Membrane bioreactors (MBRs) have various advantages compared with conventional biological wastewater treatment processes (e.g., conventional activated sludge process), including small footprint, superior treated water quality, and ease of operation (automation) (Judd 2006). These features of MBRs make this technology a viable choice in up-grading existing wastewater treatment facilities or constructing a decentralized wastewater treatment system. Because of strict rejection of particulate matter by the membrane, the treated water from MBRs does not usually contain any suspended solid. Owing to this feature, MBRs can be a suitable technology for pretreatment of reverse osmosis membrane, which is often utilized in wastewater reclamation and reuse.
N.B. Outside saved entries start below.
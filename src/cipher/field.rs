//! Encrypted Field Encoding
//!
//! A field value is stored as `v<version>:<base64 iv>:<base64 ciphertext>`,
//! where the ciphertext carries the GCM tag.

use std::fmt;
use std::str::FromStr;

use base64::{engine::general_purpose::STANDARD, Engine as _};

use crate::crypto::{NONCE_LEN, TAG_LEN};
use crate::error::KitError;

#[derive(Debug, Clone, PartialEq, Eq)]
pub struct EncryptedField {
    /// Key version that produced the ciphertext
    pub key_version: u32,
    /// Per-encryption random IV
    pub iv: [u8; NONCE_LEN],
    /// Ciphertext with the authentication tag appended
    pub ciphertext: Vec<u8>,
}

impl fmt::Display for EncryptedField {
    fn fmt(&self, f: &mut fmt::Formatter<'_>) -> fmt::Result {
        write!(
            f,
            "v{}:{}:{}",
            self.key_version,
            STANDARD.encode(self.iv),
            STANDARD.encode(&self.ciphertext)
        )
    }
}

impl FromStr for EncryptedField {
    type Err = KitError;

    fn from_str(s: &str) -> Result<Self, Self::Err> {
        let malformed = |reason: &str| KitError::Decryption(format!("malformed field value: {reason}"));

        let mut parts = s.splitn(3, ':');
        let (Some(version), Some(iv), Some(ciphertext)) = (parts.next(), parts.next(), parts.next())
        else {
            return Err(malformed("expected three ':'-separated parts"));
        };

        let key_version = version
            .strip_prefix('v')
            .and_then(|v| v.parse::<u32>().ok())
            .ok_or_else(|| malformed("bad key version"))?;

        let iv: [u8; NONCE_LEN] = STANDARD
            .decode(iv)
            .map_err(|_| malformed("iv is not base64"))?
            .try_into()
            .map_err(|_| malformed("iv has the wrong length"))?;

        let ciphertext = STANDARD
            .decode(ciphertext)
            .map_err(|_| malformed("ciphertext is not base64"))?;
        if ciphertext.len() < TAG_LEN {
            return Err(malformed("ciphertext is shorter than its tag"));
        }

        Ok(Self {
            key_version,
            iv,
            ciphertext,
        })
    }
}

/// True when `s` parses as an encrypted field.
pub fn looks_encrypted(s: &str) -> bool {
    s.parse::<EncryptedField>().is_ok()
}
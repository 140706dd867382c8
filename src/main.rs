//! Resource Kit admin server
//!
//! Serves the cache, snapshot and field cipher components over HTTP.

use std::future::Future;
use std::net::SocketAddr;

use anyhow::Context;
use tokio::signal;
use tracing::{error, info, warn};
use tracing_subscriber::{layer::SubscriberExt, util::SubscriberInitExt};

use resource_kit::{create_router, spawn_cleanup_task, AppState, Config};

/// Main entry point for the admin server.
///
/// # Startup Sequence
/// 1. Initialize tracing subscriber for logging
/// 2. Load configuration from environment variables
/// 3. Build the cache, prefetch queue, snapshot manager and field cipher
/// 4. Start the cache sweep and, if `BACKUP_SOURCE` is set, auto-backup
/// 5. Serve the router on the configured port
/// 6. On SIGINT/SIGTERM, stop background tasks after in-flight work completes
#[tokio::main]
async fn main() -> anyhow::Result<()> {
    // Defaults to "info" level, can be overridden with RUST_LOG env var
    tracing_subscriber::registry()
        .with(
            tracing_subscriber::EnvFilter::try_from_default_env()
                .unwrap_or_else(|_| "resource_kit=info,tower_http=info".into()),
        )
        .with(tracing_subscriber::fmt::layer())
        .init();

    info!("Starting Resource Kit server");

    let config = Config::from_env();
    info!(
        cache_max_size = config.cache_max_size,
        cache_max_age_ms = config.cache_max_age_ms,
        backup_dir = %config.backup_dir.display(),
        port = config.server_port,
        "Configuration loaded"
    );
    if config.uses_default_key() {
        warn!("ENCRYPTION_KEY is not set; using the built-in placeholder passphrase");
    }

    let state = AppState::from_config(&config).context("failed to initialize components")?;

    let sweep = spawn_cleanup_task(state.cache.clone(), config.cache().cleanup_interval);

    if let Some(source) = &config.backup_source {
        state
            .snapshots
            .start_auto_backup(source.clone(), config.backup_interval())
            .await;
    }

    let app = create_router(state.clone());

    let addr = SocketAddr::from(([0, 0, 0, 0], config.server_port));
    let listener = tokio::net::TcpListener::bind(addr)
        .await
        .with_context(|| format!("failed to bind {addr}"))?;
    info!("Server listening on http://{}", addr);

    axum::serve(listener, app)
        .with_graceful_shutdown(shutdown_signal())
        .await
        .context("server error")?;

    state.snapshots.stop_auto_backup().await;
    state.prefetch.clear().await;
    sweep.shutdown().await;

    info!("Server shutdown complete");
    Ok(())
}

/// Waits for shutdown signal (Ctrl+C or SIGTERM).
async fn shutdown_signal() {
    let ctrl_c = wait_or_park("Ctrl+C", signal::ctrl_c());

    #[cfg(unix)]
    let terminate = async {
        match signal::unix::signal(signal::unix::SignalKind::terminate()) {
            Ok(mut sigterm) => {
                sigterm.recv().await;
            }
            Err(err) => {
                error!("Failed to install SIGTERM handler: {err}");
                std::future::pending::<()>().await;
            }
        }
    };

    #[cfg(not(unix))]
    let terminate = std::future::pending::<()>();

    tokio::select! {
        _ = ctrl_c => {
            info!("Received Ctrl+C, initiating shutdown...");
        }
        _ = terminate => {
            info!("Received SIGTERM, initiating shutdown...");
        }
    }
}

/// Resolves when `signal` fires; parks forever if the handler cannot be installed.
async fn wait_or_park(name: &str, signal: impl Future<Output = std::io::Result<()>>) {
    if let Err(err) = signal.await {
        error!("Failed to install {name} handler: {err}");
        std::future::pending::<()>().await;
    }
}
//! Field Cipher
//!
//! Encrypts and decrypts named string fields of a flat JSON record, with key
//! rotation that keeps older ciphertexts readable.

use serde_json::Value;
use tracing::info;

use crate::cipher::field::EncryptedField;
use crate::cipher::keyring::KeyRing;
use crate::crypto;
use crate::error::{KitError, Result};

/// Flat record whose fields are encrypted in place.
pub type Record = serde_json::Map<String, Value>;

#[derive(Debug)]
pub struct FieldCipher {
    keys: KeyRing,
}

impl FieldCipher {
    pub fn new(keys: KeyRing) -> Self {
        Self { keys }
    }

    /// Cipher with keys derived from `passphrase`.
    pub fn from_passphrase(passphrase: &str) -> Result<Self> {
        KeyRing::from_passphrase(passphrase).map(Self::new)
    }

    /// Cipher with versions 1 through `active` derived from `passphrase`.
    pub fn from_passphrase_at(passphrase: &str, active: u32) -> Result<Self> {
        KeyRing::from_passphrase_at(passphrase, active).map(Self::new)
    }

    /// Cipher with keys derived from a random master secret.
    pub fn generate() -> Result<Self> {
        KeyRing::generate().map(Self::new)
    }

    pub fn active_version(&self) -> u32 {
        self.keys.active_version()
    }

    pub fn known_versions(&self) -> Vec<u32> {
        self.keys.versions()
    }

    // == Single Values ==
    /// Encrypts one string under the active key with a fresh IV.
    pub fn encrypt_value(&self, plaintext: &str) -> Result<String> {
        let (key_version, key) = self.keys.active();
        let iv = crypto::random_nonce();
        let ciphertext = crypto::seal(key, &iv, plaintext.as_bytes())?;

        Ok(EncryptedField {
            key_version,
            iv,
            ciphertext,
        }
        .to_string())
    }

    /// Decrypts one encoded value with the key version it names.
    ///
    /// # Errors
    /// - `Decryption` if the value is malformed, the version is unknown or
    ///   authentication fails
    pub fn decrypt_value(&self, encoded: &str) -> Result<String> {
        let field: EncryptedField = encoded.parse()?;
        self.open_field(&field)
    }

    fn open_field(&self, field: &EncryptedField) -> Result<String> {
        let key = self.keys.get(field.key_version).ok_or_else(|| {
            KitError::Decryption(format!("unknown key version {}", field.key_version))
        })?;
        let plaintext = crypto::open(key, &field.iv, &field.ciphertext)?;
        String::from_utf8(plaintext)
            .map_err(|_| KitError::Decryption("plaintext is not valid UTF-8".to_string()))
    }

    // == Records ==
    /// Returns `record` with each listed, present field encrypted.
    ///
    /// Unlisted fields and `null` values pass through. Listed fields that are
    /// absent stay absent.
    ///
    /// # Errors
    /// - `InvalidRequest` if a listed field holds a non-string value
    pub fn encrypt_fields<S: AsRef<str>>(&self, record: &Record, fields: &[S]) -> Result<Record> {
        let mut out = record.clone();
        for name in fields {
            let name = name.as_ref();
            match out.get_mut(name) {
                Some(Value::String(text)) => *text = self.encrypt_value(text)?,
                Some(Value::Null) | None => {}
                Some(other) => {
                    return Err(KitError::InvalidRequest(format!(
                        "field `{name}` holds a {} value, expected a string",
                        json_kind(other)
                    )))
                }
            }
        }
        Ok(out)
    }

    /// Inverse of [`encrypt_fields`](Self::encrypt_fields).
    ///
    /// # Errors
    /// - `Decryption` if a listed field is not a valid encrypted value or
    ///   names an unknown key version
    pub fn decrypt_fields<S: AsRef<str>>(&self, record: &Record, fields: &[S]) -> Result<Record> {
        let mut out = record.clone();
        for name in fields {
            let name = name.as_ref();
            match out.get_mut(name) {
                Some(Value::String(encoded)) => {
                    *encoded = self
                        .decrypt_value(encoded)
                        .map_err(|e| with_field(name, e))?
                }
                Some(Value::Null) | None => {}
                Some(other) => {
                    return Err(KitError::Decryption(format!(
                        "field `{name}` holds a {} value, expected an encrypted string",
                        json_kind(other)
                    )))
                }
            }
        }
        Ok(out)
    }

    // == Rotation ==
    /// Makes a new key version active. Older versions keep decrypting.
    pub fn rotate_key(&mut self) -> Result<u32> {
        let version = self.keys.rotate()?;
        info!(version, "Field cipher key rotated");
        Ok(version)
    }

    /// Drops a key version. Values still encrypted under it become unreadable.
    pub fn retire_key(&mut self, version: u32) -> Result<bool> {
        self.keys.retire(version)
    }

    /// Re-encrypts listed fields that are not under the active key version.
    ///
    /// Returns the updated record and the number of fields re-encrypted.
    pub fn migrate_fields<S: AsRef<str>>(
        &self,
        record: &Record,
        fields: &[S],
    ) -> Result<(Record, usize)> {
        let active = self.active_version();
        let mut out = record.clone();
        let mut migrated = 0;

        for name in fields {
            let name = name.as_ref();
            let Some(Value::String(encoded)) = out.get_mut(name) else {
                continue;
            };
            let field: EncryptedField = encoded.parse().map_err(|e| with_field(name, e))?;
            if field.key_version == active {
                continue;
            }
            let plaintext = self.open_field(&field).map_err(|e| with_field(name, e))?;
            *encoded = self.encrypt_value(&plaintext)?;
            migrated += 1;
        }
        Ok((out, migrated))
    }
}

fn with_field(name: &str, err: KitError) -> KitError {
    match err {
        KitError::Decryption(msg) => KitError::Decryption(format!("field `{name}`: {msg}")),
        other => other,
    }
}

fn json_kind(value: &Value) -> &'static str {
    match value {
        Value::Null => "null",
        Value::Bool(_) => "boolean",
        Value::Number(_) => "number",
        Value::String(_) => "string",
        Value::Array(_) => "array",
        Value::Object(_) => "object",
    }
}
Therefore, it can be said that the MBR is also an important technology in the field of wastewater reclamation and reuse.

Recently, the number of installations of MBRs has been increasing. However, such installations are unevenly distributed globally, and the most of the large-scale treatment plants are located in Asia Pacific (especially in China) and north America (especially in the United States) (Meng et al. 2012, 2017). High operation and maintenance costs are generally a big obstacle for widespread application of this technology. Reduction in operation and maintenance costs is obviously important for further expansion of the application of MBRs. Among the cost factors in operating MBRs, the cost associated with energy consumption accounts for the largest fraction (Kraume & Drews 2010). Although specific energy consumption in the operation of MBRs significantly decreased by the intensive research and development efforts (Krzeminski et al. 2017), it is still higher than other well-adopted wastewater treatment technologies such as the conventional activated sludge process at present. Further reduction in specific energy consumption in operating MBRs is obviously required.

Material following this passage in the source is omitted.